[Saved entries]
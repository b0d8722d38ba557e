//! Strata CLI entry point.

use std::{process, str::FromStr};

use clap::Parser;
use log::{LevelFilter, debug, error, info};

use strata_cli::{Args, error_adapter::ErrorAdapter};

fn main() {
    // Install miette's pretty panic hook early for better panic reports
    miette::set_panic_hook();

    let args = Args::parse();

    let log_level = LevelFilter::from_str(&args.log_level).unwrap_or_else(|_| {
        eprintln!(
            "Invalid log level: {}. Using 'warn' instead.",
            args.log_level
        );
        LevelFilter::Warn
    });

    env_logger::Builder::from_env(env_logger::Env::default())
        .filter_level(log_level)
        .init();

    info!(log_level:?; "Starting Strata");
    debug!(args:?; "Parsed arguments");

    if let Err(err) = strata_cli::run(&args) {
        let reporter = miette::GraphicalReportHandler::new();
        let mut writer = String::new();
        reporter
            .render_report(&mut writer, &ErrorAdapter(&err))
            .expect("Writing to String buffer is infallible");

        error!("Failed\n{writer}");
        process::exit(1);
    }

    info!("Completed successfully");
}
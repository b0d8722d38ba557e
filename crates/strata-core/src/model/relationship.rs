//! Relationships: directed, typed edges between two entities.

use std::{fmt, str};

use serde::{Deserialize, Serialize};

use super::entity::merge;

/// Colour given to relationships created from an income-flow preset.
pub const INCOME_FLOW_COLOR: &str = "#10b981";

/// The kind of a relationship. Descriptive only.
#[derive(Debug, Clone, Copy, PartialEq, Eq, Hash, Serialize, Deserialize)]
#[serde(rename_all = "SCREAMING_SNAKE_CASE")]
pub enum RelationshipType {
    Equity,
    Debt,
    Trustee,
    Beneficiary,
    Partnership,
    Management,
    Services,
    Licensing,
    Dividend,
    Interest,
    Royalty,
    RentalIncome,
    CapitalGain,
    PensionAnnuity,
    SocialSecurity,
    IndependentService,
    BusinessProfit,
}

impl RelationshipType {
    pub const ALL: [RelationshipType; 17] = [
        Self::Equity,
        Self::Debt,
        Self::Trustee,
        Self::Beneficiary,
        Self::Partnership,
        Self::Management,
        Self::Services,
        Self::Licensing,
        Self::Dividend,
        Self::Interest,
        Self::Royalty,
        Self::RentalIncome,
        Self::CapitalGain,
        Self::PensionAnnuity,
        Self::SocialSecurity,
        Self::IndependentService,
        Self::BusinessProfit,
    ];

    /// Returns the enumeration token, e.g. `"CAPITAL_GAIN"`.
    pub fn as_str(self) -> &'static str {
        match self {
            Self::Equity => "EQUITY",
            Self::Debt => "DEBT",
            Self::Trustee => "TRUSTEE",
            Self::Beneficiary => "BENEFICIARY",
            Self::Partnership => "PARTNERSHIP",
            Self::Management => "MANAGEMENT",
            Self::Services => "SERVICES",
            Self::Licensing => "LICENSING",
            Self::Dividend => "DIVIDEND",
            Self::Interest => "INTEREST",
            Self::Royalty => "ROYALTY",
            Self::RentalIncome => "RENTAL_INCOME",
            Self::CapitalGain => "CAPITAL_GAIN",
            Self::PensionAnnuity => "PENSION_ANNUITY",
            Self::SocialSecurity => "SOCIAL_SECURITY",
            Self::IndependentService => "INDEPENDENT_SERVICE",
            Self::BusinessProfit => "BUSINESS_PROFIT",
        }
    }

    /// Returns the label derived from the token: `CAPITAL_GAIN` becomes
    /// `"Capital Gain"`.
    pub fn default_label(self) -> String {
        format_type_label(self.as_str())
    }

    /// Returns the preset label for the treaty income flows, or `None` for
    /// structural relationship kinds.
    pub fn income_flow_label(self) -> Option<&'static str> {
        match self {
            Self::Dividend => Some("Dividends"),
            Self::Interest => Some("Interest"),
            Self::Royalty => Some("Royalties"),
            Self::RentalIncome => Some("Rental Income"),
            Self::CapitalGain => Some("Capital Gains"),
            Self::BusinessProfit => Some("Business Profits"),
            Self::PensionAnnuity => Some("Pensions"),
            Self::SocialSecurity => Some("Social Security"),
            Self::IndependentService => Some("Ind. Services"),
            _ => None,
        }
    }
}

impl fmt::Display for RelationshipType {
    fn fmt(&self, f: &mut fmt::Formatter<'_>) -> fmt::Result {
        f.write_str(self.as_str())
    }
}

impl str::FromStr for RelationshipType {
    type Err = &'static str;

    fn from_str(s: &str) -> Result<Self, Self::Err> {
        let token = s.trim().to_ascii_uppercase().replace(['-', ' '], "_");
        Self::ALL
            .into_iter()
            .find(|kind| kind.as_str() == token)
            .ok_or("Invalid relationship type")
    }
}

/// Formats an enumeration token as a label.
///
/// The token is split on underscores; each segment keeps its first character
/// and lower-cases the rest; segments are joined with spaces.
///
/// # Examples
///
/// ```
/// use strata_core::model::format_type_label;
///
/// assert_eq!(format_type_label("SOCIAL_SECURITY"), "Social Security");
/// assert_eq!(format_type_label("EQUITY"), "Equity");
/// ```
pub fn format_type_label(token: &str) -> String {
    token
        .split('_')
        .map(|word| {
            let mut chars = word.chars();
            match chars.next() {
                Some(first) => first.to_string() + &chars.as_str().to_lowercase(),
                None => String::new(),
            }
        })
        .collect::<Vec<_>>()
        .join(" ")
}

/// Stroke pattern for a connector.
#[derive(Debug, Default, Clone, Copy, PartialEq, Eq, Hash, Serialize, Deserialize)]
#[serde(rename_all = "SCREAMING_SNAKE_CASE")]
pub enum LineType {
    #[default]
    Solid,
    Dashed,
    Dotted,
}

impl LineType {
    /// Returns the SVG `stroke-dasharray` value, `None` for solid lines.
    pub fn dash_array(self) -> Option<&'static str> {
        match self {
            Self::Solid => None,
            Self::Dashed => Some("10,5"),
            Self::Dotted => Some("2,2"),
        }
    }
}

impl str::FromStr for LineType {
    type Err = &'static str;

    fn from_str(s: &str) -> Result<Self, Self::Err> {
        match s.to_ascii_uppercase().as_str() {
            "SOLID" => Ok(Self::Solid),
            "DASHED" => Ok(Self::Dashed),
            "DOTTED" => Ok(Self::Dotted),
            _ => Err("Invalid line type"),
        }
    }
}

/// Optional attributes supplied when a relationship is created.
#[derive(Debug, Clone, Default, PartialEq)]
pub struct RelationshipExtras {
    pub percentage: Option<f64>,
    pub amount: Option<String>,
    pub color: Option<String>,
    pub line_type: Option<LineType>,
    pub notes: Option<String>,
}

impl RelationshipExtras {
    /// Extras carrying only an ownership percentage.
    pub fn with_percentage(percentage: f64) -> Self {
        Self {
            percentage: Some(percentage),
            ..Self::default()
        }
    }
}

/// A directed edge from `from_id` to `to_id`.
///
/// Endpoint ids are not validated against the entity collection; a
/// relationship whose endpoint is missing is simply not routed.
#[derive(Debug, Clone, PartialEq, Serialize, Deserialize)]
#[serde(rename_all = "camelCase")]
pub struct Relationship {
    id: String,
    pub from_id: String,
    pub to_id: String,
    #[serde(rename = "type")]
    pub relationship_type: RelationshipType,
    pub label: String,
    #[serde(default, skip_serializing_if = "Option::is_none")]
    pub percentage: Option<f64>,
    #[serde(default, skip_serializing_if = "Option::is_none")]
    pub amount: Option<String>,
    #[serde(default, skip_serializing_if = "Option::is_none")]
    pub color: Option<String>,
    #[serde(default, skip_serializing_if = "Option::is_none")]
    pub line_type: Option<LineType>,
    #[serde(default, skip_serializing_if = "Option::is_none")]
    pub notes: Option<String>,
}

impl Relationship {
    pub fn new(
        id: impl Into<String>,
        from_id: impl Into<String>,
        to_id: impl Into<String>,
        relationship_type: RelationshipType,
        label: impl Into<String>,
        extras: RelationshipExtras,
    ) -> Self {
        Self {
            id: id.into(),
            from_id: from_id.into(),
            to_id: to_id.into(),
            relationship_type,
            label: label.into(),
            percentage: extras.percentage,
            amount: extras.amount,
            color: extras.color,
            line_type: extras.line_type,
            notes: extras.notes,
        }
    }

    pub fn id(&self) -> &str {
        &self.id
    }

    /// Returns true if this relationship touches `entity_id` at either end.
    pub fn references(&self, entity_id: &str) -> bool {
        self.from_id == entity_id || self.to_id == entity_id
    }

    /// Returns true if both relationships join the same unordered pair of
    /// entities. Direction does not matter.
    pub fn is_sibling_of(&self, other: &Relationship) -> bool {
        (self.from_id == other.from_id && self.to_id == other.to_id)
            || (self.from_id == other.to_id && self.to_id == other.from_id)
    }

    /// Returns the text drawn on the connector label: `"<pct>% <label>"` when a
    /// percentage is set, otherwise the bare label.
    pub fn display_text(&self) -> String {
        match self.percentage {
            Some(percentage) => format!("{percentage}% {}", self.label),
            None => self.label.clone(),
        }
    }

    /// Returns the line pattern, solid when none was recorded.
    pub fn line_type(&self) -> LineType {
        self.line_type.unwrap_or_default()
    }

    pub(crate) fn reassign_id(&mut self, id: String) {
        self.id = id;
    }
}

/// A partial update for a [`Relationship`].
///
/// When `relationship_type` is present the label is regenerated from the new
/// type after all other fields are merged, so an explicit `label` supplied in
/// the same patch is overwritten.
#[derive(Debug, Clone, Default, PartialEq, Deserialize)]
#[serde(rename_all = "camelCase", deny_unknown_fields)]
pub struct RelationshipPatch {
    pub from_id: Option<String>,
    pub to_id: Option<String>,
    #[serde(rename = "type")]
    pub relationship_type: Option<RelationshipType>,
    pub label: Option<String>,
    pub percentage: Option<f64>,
    pub amount: Option<String>,
    pub color: Option<String>,
    pub line_type: Option<LineType>,
    pub notes: Option<String>,
}

impl RelationshipPatch {
    /// Merges the patch into `relationship`.
    pub fn apply(self, relationship: &mut Relationship) {
        if let Some(from_id) = self.from_id {
            relationship.from_id = from_id;
        }
        if let Some(to_id) = self.to_id {
            relationship.to_id = to_id;
        }
        if let Some(label) = self.label {
            relationship.label = label;
        }
        merge(&mut relationship.percentage, self.percentage);
        merge(&mut relationship.amount, self.amount);
        merge(&mut relationship.color, self.color);
        merge(&mut relationship.line_type, self.line_type);
        merge(&mut relationship.notes, self.notes);

        if let Some(relationship_type) = self.relationship_type {
            relationship.relationship_type = relationship_type;
            relationship.label = relationship_type.default_label();
        }
    }
}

_What is required_. Nothing from before the line containing "merge(&mut relationship.line_type, self.line_type);" should appear; copy that line and each one after it through the last line of the entries, exactly.

_Finished exercise_.
        merge(&mut relationship.line_type, self.line_type);
        merge(&mut relationship.notes, self.notes);

        if let Some(relationship_type) = self.relationship_type {
            relationship.relationship_type = relationship_type;
            relationship.label = relationship_type.default_label();
        }
    }
}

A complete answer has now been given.